Yan Chongnian (阎崇年), a scholar specializing in Qing history and Manchu culture, was attacked on October 5 when he was in Wuxi to promote his new book, The Kangxi Emperor. The prolific author was smacked twice in the face, allegedly because the attacker disagreed with his historical views.

While it was unclear from the report which views got Professor Yan slapped by another dude (what kind of a guy slaps someone, anyway?), Danwei did some digging and came up with these little nuggets of Qing wisdom by searching the internet for “Yan Chongnian” and “traitor”:

  • Wu Sangui, the general who has usually taken the blame for the collapse of Ming Dynasty (the last Han Chinese Dynasty) by virtue of his surrender to the Manchu invaders, should be reevaluated for avoiding mass bloodshed that may have resulted had he not surrendered;
  • Censorship and crackdown on dissenting views by the Qing ensured social stability despite certain limitation;
  • The Manchu invasion promoted the integration of different ethnic groups, and the human loss it caused was inevitable.
  • The Qing can be a touchy subject.  I’ve occasionally riled people by (tongue ever so slightly in cheek) correcting their assumption that I study Chinese history, telling them instead that “I study the Qing Empire, of which China was one, albeit very large, part.” 

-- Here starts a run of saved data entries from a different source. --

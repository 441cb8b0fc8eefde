//! OLAF - an overlay installer for competency packs
//!
//! The `olaf` library installs and updates a tree of skills and competencies by fetching a
//! primary source and the secondary sources it declares, merging them into an installation
//! root, and keeping user-owned state intact across the destructive steps.
//!
//! # Architecture
//!
//! The library follows the Hexagonal Architecture pattern (Ports and Adapters). File system
//! access, process execution and source retrieval are ports ([`fs::FileSystem`],
//! [`commands::CommandRunner`], [`fetch::SourceFetcher`]) so the pipeline can be exercised
//! against temporary directories and fixture sources.
//!
//! # Main Components
//!
//! - [`install`] - The install service, its pipeline and event stream
//! - [`fetch`] - Source retrieval into disposable snapshots
//! - [`registry`] - Secondary source declarations
//! - [`overlay`] - Additive, overwrite-on-conflict tree merges
//! - [`preserve`] - Kernel competency preservation around destructive steps
//! - [`prune`] - Prune list discovery and removal of deprecated units
//! - [`collections`] and [`index`] - Collections normalization and the derived index
//! - [`local`] - The project-level `.olaf` folder
//! - [`config`] - Application configuration management
//!
//! # Examples
//!
//! ```no_run
//! use futures::StreamExt;
//! use olaf::{
//!     commands::ProcessCommandRunner,
//!     config::AppConfig,
//!     fetch::GitFetcher,
//!     fs::real::RealFileSystem,
//!     install::{InstallOptions, InstallService, InstallServiceImpl},
//! };
//!
//! # async fn run() {
//! let config = AppConfig::default();
//! let runner = ProcessCommandRunner::new(config.command_timeout());
//! let fetcher = GitFetcher::new(RealFileSystem, runner.clone(), &config);
//! let service = InstallServiceImpl::new(RealFileSystem, fetcher, runner, config);
//!
//! let mut events = service.install(InstallOptions::default()).await;
//! while let Some(event) = events.next().await {
//!     println!("{event:?}");
//! }
//! # }
//! ```

pub mod collections;
pub mod commands;
pub mod config;
pub mod diagnostic;
pub mod document;
pub mod fetch;
pub mod fs;
pub mod index;
pub mod install;
pub mod layout;
pub mod local;
pub mod manifest;
pub mod overlay;
pub mod preserve;
pub mod prune;
pub mod registry;
pub mod source;
pub mod validation;
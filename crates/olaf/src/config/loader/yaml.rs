use std::path::PathBuf;

use config::FileFormat;
use tracing::debug;

use crate::{config::AppConfig, fs::FileSystem};

use super::{ConfigLoadError, ConfigLoader};

const CONFIG_FILE_NAMES: [&str; 2] = ["config.yaml", "config.yml"];

pub struct Yaml<'a, F: FileSystem> {
    fs: &'a F,
}

impl<'a, F: FileSystem> Yaml<'a, F> {
    pub fn new(fs: &'a F) -> Self {
        Self { fs }
    }
}

impl<F: FileSystem> ConfigLoader for Yaml<'_, F> {
    fn load_config(&self) -> Result<AppConfig, ConfigLoadError> {
        let config_paths = self.find_config_file_paths();

        if config_paths.len() > 1 {
            return Err(ConfigLoadError::MultipleFound(
                config_paths
                    .into_iter()
                    .map(|p| p.display().to_string())
                    .collect::<Vec<_>>(),
            ));
        }

        let mut builder = config::Config::builder();

        if let Some(config_path) = config_paths.first() {
            debug!(path = %config_path.display(), "loading user configuration");
            let file_contents = self.fs.read_file(config_path)?;
            builder = builder.add_source(config::File::from_str(&file_contents, FileFormat::Yaml));
        } else {
            debug!("no user configuration file, using defaults");
        }

        let config = builder.build()?;

        Ok(config.try_deserialize()?)
    }

    fn find_config_file_paths(&self) -> Vec<PathBuf> {
        let Ok(config_dir) = self.fs.config_dir() else {
            return Vec::new();
        };

        CONFIG_FILE_NAMES
            .iter()
            .map(|name| config_dir.join(name))
            .filter(|path| self.fs.path_exists(path))
            .collect()
    }
}
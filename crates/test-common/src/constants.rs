//! Common test constants used across multiple test files.

/// Primary repository used by most scenarios
pub const TEST_PRIMARY_REPO: &str = "org/primary";

/// Revision every fixture source is published under unless a test says otherwise
pub const TEST_REVISION: &str = "main";

/// Default timeout for test commands (in seconds)
pub const TEST_COMMAND_TIMEOUT_SECS: u64 = 30;

/// Kernel manifest listing one skill
pub const KERNEL_MANIFEST_JSON: &str = r#"{
  "metadata": { "id": "my-competencies", "name": "My Competencies" },
  "bom": { "skills": [ "my-skill" ], "entry_points": [] }
}"#;
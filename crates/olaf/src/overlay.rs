//! Additive tree merging: the only way snapshot content reaches an installation.

use std::{
    ops::AddAssign,
    path::{Path, PathBuf},
};

use thiserror::Error;
use tracing::debug;

use crate::fs::{FileSystem, FileSystemError, RemovalPolicy, remove_tree};

#[derive(Error, Debug, Clone)]
pub enum MergeError {
    #[error("Source tree '{}' does not exist", path.display())]
    MissingSourceTree { path: PathBuf },

    #[error(transparent)]
    FileSystem(#[from] FileSystemError),
}

/// Counts of what one merge wrote
#[derive(Debug, Clone, Copy, Default, PartialEq, Eq)]
pub struct MergeStats {
    pub files_written: usize,
    pub directories_created: usize,
}

impl AddAssign for MergeStats {
    fn add_assign(&mut self, rhs: Self) {
        self.files_written += rhs.files_written;
        self.directories_created += rhs.directories_created;
    }
}

/// Merge every entry of `subtree` into `root`, skipping top-level names in `excluded`.
///
/// Directories are merged recursively and files overwrite files. Nothing that exists only in
/// `root` is removed. When a directory meets a file (or the reverse) the incoming entry
/// replaces the existing one.
///
/// # Errors
///
/// Returns [`MergeError::MissingSourceTree`] if `subtree` is not a directory, and
/// [`MergeError::FileSystem`] if any copy fails.
pub fn merge<F>(
    fs: &F,
    subtree: &Path,
    root: &Path,
    excluded: &[&str],
) -> Result<MergeStats, MergeError>
where
    F: FileSystem + ?Sized,
{
    if !fs.is_dir(subtree) {
        return Err(MergeError::MissingSourceTree {
            path: subtree.to_path_buf(),
        });
    }

    let mut stats = MergeStats::default();
    if !fs.is_dir(root) {
        fs.create_dir_all(root)?;
        stats.directories_created += 1;
    }

    for entry in fs.list_directory(subtree)? {
        let Some(name) = entry.file_name() else {
            continue;
        };
        if excluded.iter().any(|skip| name == *skip) {
            debug!(entry = %entry.display(), "excluded from merge");
            continue;
        }
        stats += copy_tree(fs, &entry, &root.join(name))?;
    }

    debug!(
        from = %subtree.display(),
        into = %root.display(),
        files = stats.files_written,
        "merged tree"
    );
    Ok(stats)
}

/// Copy `from` (file or directory) onto `to` with merge semantics.
///
/// # Errors
///
/// Returns [`FileSystemError`] if any entry cannot be read, removed or written.
pub fn copy_tree<F>(fs: &F, from: &Path, to: &Path) -> Result<MergeStats, FileSystemError>
where
    F: FileSystem + ?Sized,
{
    let mut stats = MergeStats::default();

    if fs.is_dir(from) {
        if fs.path_exists(to) && !fs.is_dir(to) {
            remove_tree(fs, to, &RemovalPolicy::default())?;
        }
        if !fs.is_dir(to) {
            fs.create_dir_all(to)?;
            stats.directories_created += 1;
        }
        for child in fs.list_directory(from)? {
            if let Some(name) = child.file_name() {
                stats += copy_tree(fs, &child, &to.join(name))?;
            }
        }
    } else {
        if fs.is_dir(to) {
            remove_tree(fs, to, &RemovalPolicy::default())?;
        }
        fs.copy_file(from, to)?;
        stats.files_written += 1;
    }

    Ok(stats)
}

    The fact that the Qing Era was so prosperous and successful (for the first two hundred years or so) can be tempered in the zeitgeist by the knowledge that the Qing emperors were not Han, did not consider themselves Han, and would likely have chopped off anybody’s head who claimed that His Majesty’s Empire had succeeded due to Manchu assimilation, as early 20th-century Han nationalist historians argued in an attempt to reconicle past events with contemporary sentiment.

    Prior to the 1911 revolution, revolutionaries such as Sun Yat-sen, Zhang Binglin, and Zou Rong wrote passionate tracts lamenting the depravity, cruelty, and, yes, the “Otherness” of the Manchu rulers. Post-1911, as the KMT and later the CCP took up the baton of statebuilding, the desire to hold on to the territorial conquests of the Manchus trumped ethnic nationalism, and the Manchus were brought into the fold of a newly-defined “Chinese nation,” which transcended Han ethnic or cultural definitions to include those groups, like the Tibetans, Uighurs, and Taiwanese, who had also been ruled by the Manchus. This is the narrative which dominates in the PRC today.

    In fact, the very idea of the Qing as an empire, and, as such, an imperialist power, is a highly volatile subject in light of European and Japanese imperialist aggression of the 19th and 20th centuries.  But one look at the challenges the PRC (the modern-day heirs to the Qing territorial legacy) has managing restless areas of the country suggests China shares with other post-colonial powers the lingering problems of an imperial past exacerbated by the always difficult transition from empire to nation-state.

    I’ve never been slapped for my views, but I’ve gotten into some pretty heavy seminar discussions…really steel-octagon-bring-your-best-citation-and-obscure-reference bare knuckle matches.

    Does that count?

    25 Comments on The perils of studying the Qing

    1. “In fact, the very idea of the Qing as an empire…is a highly volatile subject in light of European and Japanese imperialist aggression of the 19th and 20th centuries. ”

      I’ll say! The cognitive dissonance was obviously a little too much for Yan Chongnian’s attacker.

      Not for the first time, I leave more informed than when I arrived. Thanks.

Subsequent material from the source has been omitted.